━━━ Data extracts ━━━

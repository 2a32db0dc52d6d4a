//! Word-vector vocabulary tables.
//!
//! A [`WordVectorTable`] maps tokens to dense vectors of one shared
//! dimensionality. It is loaded once by the caller — from the standard
//! GloVe/word2vec whitespace text format, or built in memory for tests —
//! and passed by reference into every segmentation call. The crate holds
//! no global model state; "loaded at most once per process" is the
//! caller's single `let table = ...`.
//!
//! ## Text Format
//!
//! One entry per line, token first, then the vector components:
//!
//! ```text
//! the 0.418 0.24968 -0.41242 ...
//! cat 0.45281 -0.50108 -0.53714 ...
//! ```
//!
//! word2vec exports prepend a `count dim` header line; it is detected and
//! skipped.

use std::collections::HashMap;
use std::fs::File;
use std::io::{BufRead, BufReader};
use std::path::Path;

use crate::error::{Error, Result};

/// An immutable token → dense-vector mapping with fixed dimensionality.
///
/// ## Example
///
/// ```rust
/// use stanza::WordVectorTable;
///
/// let table = WordVectorTable::from_entries([
///     ("sun".to_string(), vec![0.9, 0.1]),
///     ("rain".to_string(), vec![0.1, 0.9]),
/// ]).unwrap();
///
/// assert_eq!(table.dim(), 2);
/// assert_eq!(table.get("sun"), Some(&[0.9, 0.1][..]));
/// assert_eq!(table.get("snow"), None);
/// ```
#[derive(Debug, Clone)]
pub struct WordVectorTable {
    dim: usize,
    vectors: HashMap<String, Vec<f32>>,
}

impl WordVectorTable {
    /// Build a table from `(token, vector)` pairs.
    ///
    /// The first entry fixes the dimensionality; later entries must match.
    /// Duplicate tokens keep the last vector seen.
    ///
    /// # Errors
    ///
    /// [`Error::EmptyTable`] if the iterator is empty,
    /// [`Error::DimensionMismatch`] on ragged vectors.
    pub fn from_entries<I>(entries: I) -> Result<Self>
    where
        I: IntoIterator<Item = (String, Vec<f32>)>,
    {
        let mut dim = None;
        let mut vectors = HashMap::new();

        for (token, vector) in entries {
            let expected = *dim.get_or_insert(vector.len());
            if vector.len() != expected {
                return Err(Error::DimensionMismatch {
                    token,
                    expected,
                    found: vector.len(),
                });
            }
            vectors.insert(token, vector);
        }

        match dim {
            None => Err(Error::EmptyTable),
            Some(dim) => Ok(Self { dim, vectors }),
        }
    }

    /// Parse a table from the GloVe/word2vec whitespace text format.
    ///
    /// # Errors
    ///
    /// [`Error::MalformedLine`] on rows with non-numeric components or no
    /// components at all, [`Error::DimensionMismatch`] on ragged rows,
    /// [`Error::EmptyTable`] if nothing parses, [`Error::Io`] on read
    /// failure.
    pub fn from_reader<R: BufRead>(reader: R) -> Result<Self> {
        let mut dim = None;
        let mut vectors = HashMap::new();

        for (idx, line) in reader.lines().enumerate() {
            let line = line?;
            let line = line.trim();
            if line.is_empty() {
                continue;
            }

            let mut fields = line.split_whitespace();
            let Some(token) = fields.next() else {
                continue;
            };

            // word2vec header: exactly two fields, both integers.
            let rest: Vec<&str> = fields.collect();
            if idx == 0
                && rest.len() == 1
                && token.parse::<usize>().is_ok()
                && rest[0].parse::<usize>().is_ok()
            {
                continue;
            }

            let vector = rest
                .iter()
                .map(|f| {
                    f.parse::<f32>().map_err(|e| Error::MalformedLine {
                        line: idx + 1,
                        reason: format!("bad component {f:?}: {e}"),
                    })
                })
                .collect::<Result<Vec<f32>>>()?;

            if vector.is_empty() {
                return Err(Error::MalformedLine {
                    line: idx + 1,
                    reason: "token with no vector components".to_string(),
                });
            }

            let expected = *dim.get_or_insert(vector.len());
            if vector.len() != expected {
                return Err(Error::DimensionMismatch {
                    token: token.to_string(),
                    expected,
                    found: vector.len(),
                });
            }
            vectors.insert(token.to_string(), vector);
        }

        match dim {
            None => Err(Error::EmptyTable),
            Some(dim) => Ok(Self { dim, vectors }),
        }
    }

    /// Load a table from a text-format file on disk.
    ///
    /// # Errors
    ///
    /// Same as [`WordVectorTable::from_reader`], plus [`Error::Io`] if the
    /// file cannot be opened.
    pub fn from_path(path: impl AsRef<Path>) -> Result<Self> {
        let file = File::open(path)?;
        Self::from_reader(BufReader::new(file))
    }

    /// Shared dimensionality of every vector in the table.
    #[must_use]
    pub fn dim(&self) -> usize {
        self.dim
    }

    /// Number of tokens in the vocabulary.
    #[must_use]
    pub fn len(&self) -> usize {
        self.vectors.len()
    }

    /// Whether the vocabulary is empty. Always false for a constructed
    /// table; present for API completeness.
    #[must_use]
    pub fn is_empty(&self) -> bool {
        self.vectors.is_empty()
    }

    /// Look up a token's vector. Out-of-vocabulary tokens return `None`.
    #[must_use]
    pub fn get(&self, token: &str) -> Option<&[f32]> {
        self.vectors.get(token).map(Vec::as_slice)
    }

    /// Whether the vocabulary contains a token.
    #[must_use]
    pub fn contains(&self, token: &str) -> bool {
        self.vectors.contains_key(token)
    }
}
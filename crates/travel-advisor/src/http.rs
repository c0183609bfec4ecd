use reqwest::Client;
use std::time::Duration;

/// Endpoint URL for an upstream API path, e.g. `/data/2.5/forecast`.
pub(crate) fn join_base_path(base: &str, path: &str) -> anyhow::Result<String> {
    let base = base.trim().trim_end_matches('/');
    if base.is_empty() {
        anyhow::bail!("base_url is empty");
    }
    Ok(format!("{base}/{}", path.trim_start_matches('/')))
}

/// Shared client for every upstream call in a run.
pub(crate) fn build_http_client(timeout_secs: u64) -> anyhow::Result<Client> {
    let client = Client::builder()
        .timeout(Duration::from_secs(timeout_secs))
        .user_agent(concat!("travel-advisor/", env!("CARGO_PKG_VERSION")))
        .build()?;
    Ok(client)
}
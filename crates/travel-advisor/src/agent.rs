use futures_util::future::join_all;
use std::sync::Arc;
use tracing::Instrument;
use uuid::Uuid;

use crate::error::RunError;
use crate::guardrails::{InputGuardrail, OutputGuardrail};
use crate::openai::{ChatMessage, ChatModel, ChatRequest, ToolCall};
use crate::tools::ToolRegistry;

#[derive(Debug, Clone)]
pub(crate) struct AgentDefinition {
    pub(crate) name: String,
    pub(crate) instructions: String,
    pub(crate) model: String,
}

#[derive(Debug, Clone)]
pub(crate) struct RunResult {
    pub(crate) run_id: String,
    pub(crate) final_output: String,
    pub(crate) turns: usize,
}

/// Drives one agent run: input guardrail, tool loop, output guardrail.
pub(crate) struct Runner {
    model: Arc<dyn ChatModel>,
    agent: AgentDefinition,
    tools: ToolRegistry,
    input_guardrail: InputGuardrail,
    output_guardrail: OutputGuardrail,
    max_turns: usize,
}

impl Runner {
    pub(crate) fn new(
        model: Arc<dyn ChatModel>,
        agent: AgentDefinition,
        tools: ToolRegistry,
        input_guardrail: InputGuardrail,
        output_guardrail: OutputGuardrail,
        max_turns: usize,
    ) -> Self {
        Self {
            model,
            agent,
            tools,
            input_guardrail,
            output_guardrail,
            max_turns,
        }
    }

    pub(crate) async fn run(&self, input: &str) -> Result<RunResult, RunError> {
        let run_id = Uuid::new_v4().to_string();
        let span = tracing::info_span!("agent_run", run_id = %run_id, agent = %self.agent.name);
        self.run_guarded(input, run_id).instrument(span).await
    }

    async fn run_guarded(&self, input: &str, run_id: String) -> Result<RunResult, RunError> {
        tracing::info!(tools = ?self.tools.tool_names(), "starting run");

        let verdict = self.input_guardrail.check(input).await?;
        if verdict.tripwire_triggered {
            tracing::warn!("input rejected: {}", verdict.output.reason);
            return Err(RunError::InputRejected(verdict.output));
        }

        let (final_output, turns) = self.tool_loop(input).await?;

        let verdict = self.output_guardrail.check(&final_output).await?;
        if verdict.tripwire_triggered {
            tracing::warn!("output rejected: {}", verdict.output.explanation);
            return Err(RunError::OutputRejected(verdict.output));
        }

        tracing::info!(turns, output_len = final_output.len(), "run completed");
        Ok(RunResult {
            run_id,
            final_output,
            turns,
        })
    }

    async fn tool_loop(&self, input: &str) -> anyhow::Result<(String, usize)> {
        let mut messages = vec![
            ChatMessage::system(self.agent.instructions.as_str()),
            ChatMessage::user(input),
        ];
        let definitions = self.tools.definitions();

        for turn in 1..=self.max_turns {
            let request = ChatRequest::new(&self.agent.model, messages.clone())
                .with_tools(definitions.clone());
            let completion = self.model.complete(request).await?;
            let finish_reason = completion
                .choices
                .first()
                .and_then(|choice| choice.finish_reason.clone())
                .unwrap_or_default();
            let message = completion.first_message()?;
            tracing::debug!(turn, finish_reason = %finish_reason, "model turn");

            if !message.has_tool_calls() {
                return Ok((message.text().to_string(), turn));
            }
            let calls = message.tool_calls.clone().unwrap_or_default();
            messages.push(message);
            let results = self.run_tool_calls(&calls).await;
            messages.extend(
                calls
                    .iter()
                    .zip(results)
                    .map(|(call, output)| ChatMessage::tool(call.id.clone(), output)),
            );
        }

        anyhow::bail!("Max turns ({}) exceeded", self.max_turns)
    }

    async fn run_tool_calls(&self, calls: &[ToolCall]) -> Vec<String> {
        let futures = calls.iter().map(|call| {
            tracing::info!(tool = %call.function.name, call_id = %call.id, "tool call");
            self.tools.call(&call.function.name, &call.function.arguments)
        });
        join_all(futures).await
    }
}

━━━

### Exercise description
What must be returned is a bare number, the count of lines in the entries holding the string "caller".

### Task solution
2